So you can imagine how beside myself with excitement I am as I have been asked by Melinda Coss to join with her and another 6 soap making teachers to go to Nigeria to teach 1500 Nigerian women how to make soap. The other soap makers are coming from all over europe and most of us have not met before, although many of us have corresponded by email for a number of years, being part of the worldwide soap making community online.
Melinda was asked by Her Excellency Lady Judith O. Amaechi to put a team of soap teachers together to come to the Rivers State (one of the poorest areas in Nigeria) as part of her work to improve conditions for the women living there. The idea is that these women will go home with their new soapmaking skills and, hopefully, start small soap making business's. There are going to be a lot of obstacles and difficulties for these women but if only one or two out of all 1500 actually manages to make a go of her business then I would consider it a very worthwhile thing that we have done.
Many of these women will walk quite long distances (possibly taking days) to come and learn how to make soap and who knows what arrangements they have had to make in order to have the time to come and do this.
The Foreign Office has this to say about the Rivers State in Nigeria:
'We advise against all travel to the Niger Delta States of Bayelsa, Delta and Rivers (including Port Harcourt) and advise British nationals in these States to leave. This is because of the very high risk of kidnapping, armed robbery and other armed attacks in these areas.
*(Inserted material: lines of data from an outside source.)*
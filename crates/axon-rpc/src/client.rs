use std::{marker::PhantomData, rc::Rc};

use axon_ser::{FromSi, SerializationInfo};
use axon_signal::Signal;
use axon_timing::Timespan;

use crate::RemoteError;

/// The unified client surface every transport implements.
///
/// `call` is synchronous with an optional timeout. `begin`/`end` run the
/// exchange through the selector the client is attached to: `begin`
/// serializes and sends, the `finished` signal reports completion, `end`
/// returns the decoded result or the remote error. `cancel` drops the
/// in-flight request and completes it with a cancellation error.
pub trait RemoteClient {
    fn call(
        &self,
        method: &str,
        args: &[SerializationInfo],
        timeout: Option<Timespan>,
    ) -> Result<SerializationInfo, RemoteError>;

    fn begin(&self, method: &str, args: &[SerializationInfo]) -> Result<(), RemoteError>;

    fn end(&self) -> Result<SerializationInfo, RemoteError>;

    /// Fires once per `begin` when the reply (or failure) is in.
    fn finished(&self) -> &Signal<()>;

    fn cancel(&self);
}

/// A typed handle to one remote procedure.
///
/// Binds a client and a method name and converts results into `R`.
pub struct RemoteProcedure<R: FromSi> {
    client: Rc<dyn RemoteClient>,
    method: String,
    marker: PhantomData<fn() -> R>,
}

impl<R: FromSi> RemoteProcedure<R> {
    pub fn new(client: Rc<dyn RemoteClient>, method: impl Into<String>) -> Self {
        RemoteProcedure { client, method: method.into(), marker: PhantomData }
    }

    pub fn method(&self) -> &str {
        &self.method
    }

    /// Synchronous invocation.
    pub fn call(
        &self,
        args: &[SerializationInfo],
        timeout: Option<Timespan>,
    ) -> Result<R, RemoteError> {
        let si = self.client.call(&self.method, args, timeout)?;
        R::from_si(&si).map_err(|e| RemoteError::invalid_params(e.to_string()))
    }

    /// Starts an asynchronous invocation; completion arrives on the
    /// client's `finished` signal.
    pub fn begin(&self, args: &[SerializationInfo]) -> Result<(), RemoteError> {
        self.client.begin(&self.method, args)
    }

    /// Collects the result of a completed asynchronous invocation.
    pub fn end(&self) -> Result<R, RemoteError> {
        let si = self.client.end()?;
        R::from_si(&si).map_err(|e| RemoteError::invalid_params(e.to_string()))
    }

    pub fn finished(&self) -> &Signal<()> {
        self.client.finished()
    }

    pub fn cancel(&self) {
        self.client.cancel();
    }
}
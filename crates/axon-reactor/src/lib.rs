//! Single-threaded readiness multiplexing.
//!
//! A [`Selector`] waits on OS-level readiness of registered devices, on
//! timer deadlines, and on an external wake, and delivers each to its
//! owner by running callbacks on the selector thread. This is the
//! concurrency contract of the whole stack: everything above the selector
//! is single-threaded and lock-free; [`WakeHandle`] is the one cross-thread
//! entry point.

mod error;
mod eventloop;
mod iocore;
mod selectable;
mod selector;
mod timer;

pub use error::ReactorError;
pub use eventloop::{Event, EventLoop, EventSender};
pub use iocore::{IoCore, IoState};
pub use mio::{Interest, Registry, Token};
pub use selectable::{Attachment, Selectable};
pub use selector::{Selector, SelectorRef, WakeHandle};
pub use timer::{Timer, TimerShared};
use thiserror::Error;

#[derive(Error, Debug)]
pub enum SerError {
    #[error("expected {expected}, found {found}")]
    TypeMismatch { expected: &'static str, found: &'static str },
    #[error("member \"{0}\" not found")]
    MissingMember(String),
    #[error("value \"{value}\" is not convertible to {target}")]
    NotConvertible { value: String, target: &'static str },
    #[error("{format} parse error at byte {offset}: {message}")]
    Parse { format: &'static str, offset: usize, message: String },
    #[error("unexpected end of {0} input")]
    UnexpectedEnd(&'static str),
    #[error("io error: {0}")]
    Io(#[from] std::io::Error),
}

impl SerError {
    pub fn parse(format: &'static str, offset: usize, message: impl Into<String>) -> Self {
        SerError::Parse { format, offset, message: message.into() }
    }
}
There is a general threat from terrorism in Nigeria. Attacks could be indiscriminate, including in places frequented by expatriates and foreign travellers.
If you decide to travel to or remain in these areas it would be reckless to do so unless and until you have taken full, appropriate professional security advice and have acted on it. You must be vigilant at all times and make sure that your local host and family know your travel plans and timings. You should register with the British Deputy High Commission in Lagos on arrival. See the General (Registration) section of this advice for more details. Limit your movements to only essential journeys. Vary your routines. If travelling by road you should only travel in fully protected transport. Keep your car doors locked and windows closed and maintain telephone or radio communications to report your movements. You should consider permanent armed protection, but be aware that even this cannot guarantee your safety.'
We will be staying in Port Harcourt. Right at the bottom of the map.
Since we are to be given the highest level security protection (no sight seeing trips), I thought that the difficulties I could face on this trip would be minimal compared to the hardships borne every day by a great number of the women who live there.
Some of the people I know (both friends and family) have said "Don't Go!!" or told me tales of how awful the accommodation will be, how many diseases I could catch etc... and I thought about it very carefully before deciding... YES I AM GOING!! There is a great possibility that I shall be operating way outside of my comfort zone, but what is life for... ? If not for experiences like this?
I was first asked to go by Melinda in January and up until now there has been a lot of muddle and confusion over insurance, visas, innoculations and even the dates of travel, that's before we even get to think about the actual soap making bit. But at last the date is set and flights are booked. We leave on 27th May.
In case you are wondering that's Stanley meeting Dr Livingstone in 1871 near Lake Tanganyika which is absolutely no where near where I will be! And I will not be wearing a pith hat either.
I will keep you updated on how arrangements are progressing.